New sanctions on Russia over its conflict with Ukraine were also declared by the United States and Canada. Washington placed penalties on the Russian operations of Polymetal, a competitor, and gold producer Polyus, which would further harm Russian gold sales already suffering from Western sanctions and limitations.
However, since Russian shipments of such goods to the UK have already decreased as a result of the application of tariffs, the UK import embargo will only have a negligible effect.
British Prime Minister Rishi Sunak stated in a statement that “we will legislate later this year to ban imports of Russian diamonds, and end all imports of Russian-origin copper, aluminum, and nickel.”
According to data, just a tiny part of the aluminum, nickel, and diamonds that Britain bought came from Russia.
The import of basic metals from Russia was subject to an extra 35% duty last March by the British government. Then, despite the fact that nothing was kept there, the London Metal Exchange (LME) halted supplies of Russian copper, aluminum, nickel, and lead into its authorized warehouses in Britain.

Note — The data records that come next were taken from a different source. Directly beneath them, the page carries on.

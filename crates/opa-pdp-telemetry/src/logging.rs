//! Structured logging on stdout.
//!
//! One subscriber per process: JSON lines in production, pretty output for
//! local runs. `RUST_LOG`, when set, replaces the configured directives.

use crate::{LogFormat, TelemetryConfig, TelemetryError};
use tracing_subscriber::{fmt, layer::SubscriberExt, util::SubscriberInitExt, EnvFilter, Layer};

/// Install the global subscriber. Fails if one is already installed.
pub fn init_logging(config: &TelemetryConfig) -> Result<(), TelemetryError> {
    let filter = EnvFilter::try_from_default_env()
        .unwrap_or_else(|_| EnvFilter::new(config.filter_directives()));

    let output = match config.log_format {
        LogFormat::Json => fmt::layer()
            .json()
            .flatten_event(true)
            .with_current_span(true)
            .with_span_list(false)
            .boxed(),
        LogFormat::Pretty => fmt::layer()
            .pretty()
            .with_file(true)
            .with_line_number(true)
            .boxed(),
    };

    tracing_subscriber::registry()
        .with(output.with_filter(filter))
        .try_init()
        .map_err(|e| TelemetryError::LoggingInit(e.to_string()))
}

/// Values of the `event` field on lifecycle log lines.
pub mod events {
    pub const STARTUP: &str = "startup";
    pub const SHUTDOWN: &str = "shutdown";
    /// Registration status published to the PAP.
    pub const REGISTERED: &str = "registered";
    pub const HEARTBEAT_STARTED: &str = "heartbeat_started";
    /// Lifecycle state changed by the PAP.
    pub const STATE_CHANGED: &str = "state_changed";
    /// Subgroup and heartbeat interval assigned by the PAP.
    pub const ATTRIBUTES_UPDATED: &str = "attributes_updated";
    /// Inbound message dropped (foreign or malformed).
    pub const MESSAGE_DISCARDED: &str = "message_discarded";
}

/// `tracing::info!` tagged with `event = "startup"`.
#[macro_export]
macro_rules! log_startup {
    ($($field:tt)*) => {
        tracing::info!(event = $crate::logging::events::STARTUP, $($field)*)
    };
}

#[macro_export]
macro_rules! log_shutdown {
    ($($field:tt)*) => {
        tracing::info!(event = $crate::logging::events::SHUTDOWN, $($field)*)
    };
}

#[macro_export]
macro_rules! log_registered {
    ($($field:tt)*) => {
        tracing::info!(event = $crate::logging::events::REGISTERED, $($field)*)
    };
}

/// Debug level: fires on every interval change.
#[macro_export]
macro_rules! log_heartbeat_started {
    ($($field:tt)*) => {
        tracing::debug!(event = $crate::logging::events::HEARTBEAT_STARTED, $($field)*)
    };
}

#[macro_export]
macro_rules! log_state_changed {
    ($($field:tt)*) => {
        tracing::info!(event = $crate::logging::events::STATE_CHANGED, $($field)*)
    };
}

#[macro_export]
macro_rules! log_attributes_updated {
    ($($field:tt)*) => {
        tracing::info!(event = $crate::logging::events::ATTRIBUTES_UPDATED, $($field)*)
    };
}

#[macro_export]
macro_rules! log_message_discarded {
    ($($field:tt)*) => {
        tracing::warn!(event = $crate::logging::events::MESSAGE_DISCARDED, $($field)*)
    };
}
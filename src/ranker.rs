//! The ranking pipeline: raw quotes -> implied probabilities -> optional
//! de-vig -> consensus -> unique confidence ranks N..1.

use std::cmp::Ordering;

use crate::config::PoolConfig;
use crate::consensus::{self, ConsensusMethod};
use crate::odds::{implied_prob, proportional_devig};
use crate::state::Matchup;
use crate::tiebreak::{tie_key, TieBreakPrefs};

#[derive(Debug, Clone, Copy, Default, PartialEq, Eq)]
pub struct RankSummary {
    pub ranked: usize,
    /// Matchups with no valid quote anywhere. They sort as probability 0.0
    /// and land at the bottom; the app layer should warn about them.
    pub unknown_consensus: usize,
}

/// Derive each book's favorite-side probability. De-vig runs per book and
/// only when both outcomes are quoted; rescaling a lone quote would force it
/// to 1.0. With de-vig disabled the vig-inclusive value is kept.
pub fn compute_book_probs(m: &mut Matchup, devig: bool) {
    for b in &mut m.books {
        let fav = implied_prob(b.fav_ml);
        let dog = implied_prob(b.dog_ml);
        b.fav_prob = match (fav, dog) {
            (Some(f), Some(d)) if devig => {
                let scaled = proportional_devig(&[Some(f), Some(d)]);
                Some(scaled[0])
            }
            (fav, _) => fav,
        };
    }
}

/// Aggregate the per-book probabilities; absent books are skipped, and a
/// matchup with no valid book stays unknown rather than becoming 0.0.
pub fn compute_consensus(m: &mut Matchup, method: &ConsensusMethod) {
    let values: Vec<Option<f64>> = m.books.iter().map(|b| b.fav_prob).collect();
    let labels: Vec<&str> = m.books.iter().map(|b| b.book.as_str()).collect();
    m.consensus_prob =
        consensus::consensus(&values, &labels, method).map(|p| p.clamp(0.0, 1.0));
}

/// Sort by (consensus desc, tie key asc) and assign ranks N..1 down the
/// sorted order; the most confident matchup gets N. Unknown consensus sorts
/// as 0.0. The sort is stable, so literally identical keys keep input order.
pub fn assign_confidence_ranks(slate: &mut [Matchup], prefs: &TieBreakPrefs) -> RankSummary {
    let keys: Vec<(f64, _)> = slate
        .iter()
        .map(|m| (m.consensus_prob.unwrap_or(0.0), tie_key(m, prefs)))
        .collect();

    let mut order: Vec<usize> = (0..slate.len()).collect();
    order.sort_by(|&a, &b| {
        let (pa, ka) = &keys[a];
        let (pb, kb) = &keys[b];
        match pb.total_cmp(pa) {
            Ordering::Equal => ka.cmp(kb),
            other => other,
        }
    });

    let n = slate.len() as u32;
    for (pos, &idx) in order.iter().enumerate() {
        slate[idx].confidence_rank = Some(n - pos as u32);
    }

    RankSummary {
        ranked: slate.len(),
        unknown_consensus: slate.iter().filter(|m| m.consensus_prob.is_none()).count(),
    }
}

/// Run the whole pipeline over the slate with one immutable config.
pub fn compute_slate(slate: &mut [Matchup], cfg: &PoolConfig) -> RankSummary {
    for m in slate.iter_mut() {
        compute_book_probs(m, cfg.devig);
        compute_consensus(m, &cfg.consensus_method);
    }
    assign_confidence_ranks(slate, &cfg.tiebreaks)
}

#[cfg(test)]
mod tests {
    use super::*;
    use crate::state::BookOdds;

    fn two_way(book: &str, fav_ml: i32, dog_ml: i32) -> BookOdds {
        BookOdds::new(book, Some(fav_ml), Some(dog_ml))
    }

    #[test]
    fn devig_normalizes_a_standard_two_way_quote() {
        let mut m = Matchup::new("A", "B", true);
        m.books.push(two_way("dk", -110, -110));
        compute_book_probs(&mut m, true);
        assert!((m.books[0].fav_prob.unwrap() - 0.5).abs() < 1e-12);
    }

    #[test]
    fn devig_disabled_keeps_the_vig() {
        let mut m = Matchup::new("A", "B", true);
        m.books.push(two_way("dk", -110, -110));
        compute_book_probs(&mut m, false);
        let p = m.books[0].fav_prob.unwrap();
        assert!(p > 0.5);
        assert!((p - 110.0 / 210.0).abs() < 1e-12);
    }

    #[test]
    fn one_sided_book_is_never_rescaled_to_certainty() {
        let mut m = Matchup::new("A", "B", true);
        m.books.push(BookOdds::new("dk", Some(-150), None));
        compute_book_probs(&mut m, true);
        assert!((m.books[0].fav_prob.unwrap() - 0.6).abs() < 1e-12);
    }

    #[test]
    fn consensus_stays_unknown_without_valid_quotes() {
        let mut m = Matchup::new("A", "B", true);
        m.books.push(BookOdds::new("dk", None, None));
        m.books.push(BookOdds::new("fd", Some(0), None));
        compute_book_probs(&mut m, true);
        compute_consensus(&mut m, &ConsensusMethod::Mean);
        assert_eq!(m.consensus_prob, None);
    }

    #[test]
    fn consensus_is_clamped_into_unit_interval() {
        let mut m = Matchup::new("A", "B", true);
        m.books.push(two_way("dk", -10_000, 5_000));
        compute_book_probs(&mut m, false);
        compute_consensus(&mut m, &ConsensusMethod::Mean);
        let p = m.consensus_prob.unwrap();
        assert!((0.0..=1.0).contains(&p));
    }

    #[test]
    fn ranks_are_a_permutation_with_n_on_top() {
        let mut slate: Vec<Matchup> = (0..5)
            .map(|i| {
                let mut m = Matchup::new(format!("T{i}"), "X", i % 2 == 0);
                m.consensus_prob = Some(0.5 + i as f64 * 0.05);
                m
            })
            .collect();
        let summary = assign_confidence_ranks(&mut slate, &TieBreakPrefs::default());
        assert_eq!(summary.ranked, 5);
        assert_eq!(summary.unknown_consensus, 0);

        let mut ranks: Vec<u32> = slate.iter().map(|m| m.confidence_rank.unwrap()).collect();
        ranks.sort_unstable();
        assert_eq!(ranks, vec![1, 2, 3, 4, 5]);
        // Highest probability got rank 5.
        assert_eq!(slate[4].confidence_rank, Some(5));
    }

    #[test]
    fn full_pipeline_ranks_stronger_favorites_higher() {
        let cfg = PoolConfig::default();
        let mut slate = vec![
            {
                let mut m = Matchup::new("Big Fav", "X", true);
                m.books.push(two_way("dk", -300, 250));
                m
            },
            {
                let mut m = Matchup::new("Small Fav", "Y", true);
                m.books.push(two_way("dk", -120, 100));
                m
            },
        ];
        let summary = compute_slate(&mut slate, &cfg);
        assert_eq!(summary.unknown_consensus, 0);
        assert_eq!(slate[0].confidence_rank, Some(2));
        assert_eq!(slate[1].confidence_rank, Some(1));
    }
}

According to a statement released on Friday, “The LME will closely monitor the latest development for further details and will communicate to the market in due course,” should it decide that action beyond the current suspension is necessary.
Russia is a significant producer of diamonds, nickel, and aluminum. Before the G7 countries debated how to track Russia’s diamond traffic in order to impose restrictions later, Britain’s import ban proposals were made public.
When questioned about potential future diamond import limitations in the European Union, Kremlin spokesperson Dmitry Peskov said, “The global market is fluid, rich in alternative destinations.”
Along with China and Australia, Russia is one of the nations with the biggest gold production rates worldwide.
The newest US sanctions on Russia’s two largest gold mining enterprises follow sanctions against major Russian banks, which served as the nation’s primary gold exporters prior to the war, as well as June’s embargo on new Russian gold imports by the United Kingdom, the United States, Japan, and Canada.
The prohibition was put in place after Russian shipments to the West had already stopped since, according to participants in the business, the Russian gold trade had been diverted to Asia, where the majority of nations do not have sanctions against Russia.
US sanctions don’t apply to the parent business, Polymetal International PLC, which is located on Jersey island and has holdings in Kazakhstan; they only target the portion of Polymetal with a presence in Russia, Polimetall AO.
In order to split its Russian and Kazakh companies next year, Polymetal requested its shareholders to authorize re-domiciling to Kazakhstan from Jersey in May.
A “SHADY ENTITY”
In addition, Britain went after “shady individuals and entities” involved in the theft and resale of Ukrainian grain, something Russia has both denied and been accused of doing.
It’s rare to target companies that trade grains since such activity often falls under humanitarian exceptions. Major grain exporters to Africa and the Middle East are both Russia and Ukraine.
The UK Foreign, Commonwealth and Development Office released a statement saying that “this grain and other agricultural goods have reportedly been stolen from warehouses and fields in the temporarily occupied territories in Ukraine.”
Nornickel and Polymetal, a Russian manufacturer of nickel and copper, refused to comment. Rusal, a manufacturer of aluminum, Alrosa, a diamond miner, and Polyus did not respond to Reuters’ requests for comment.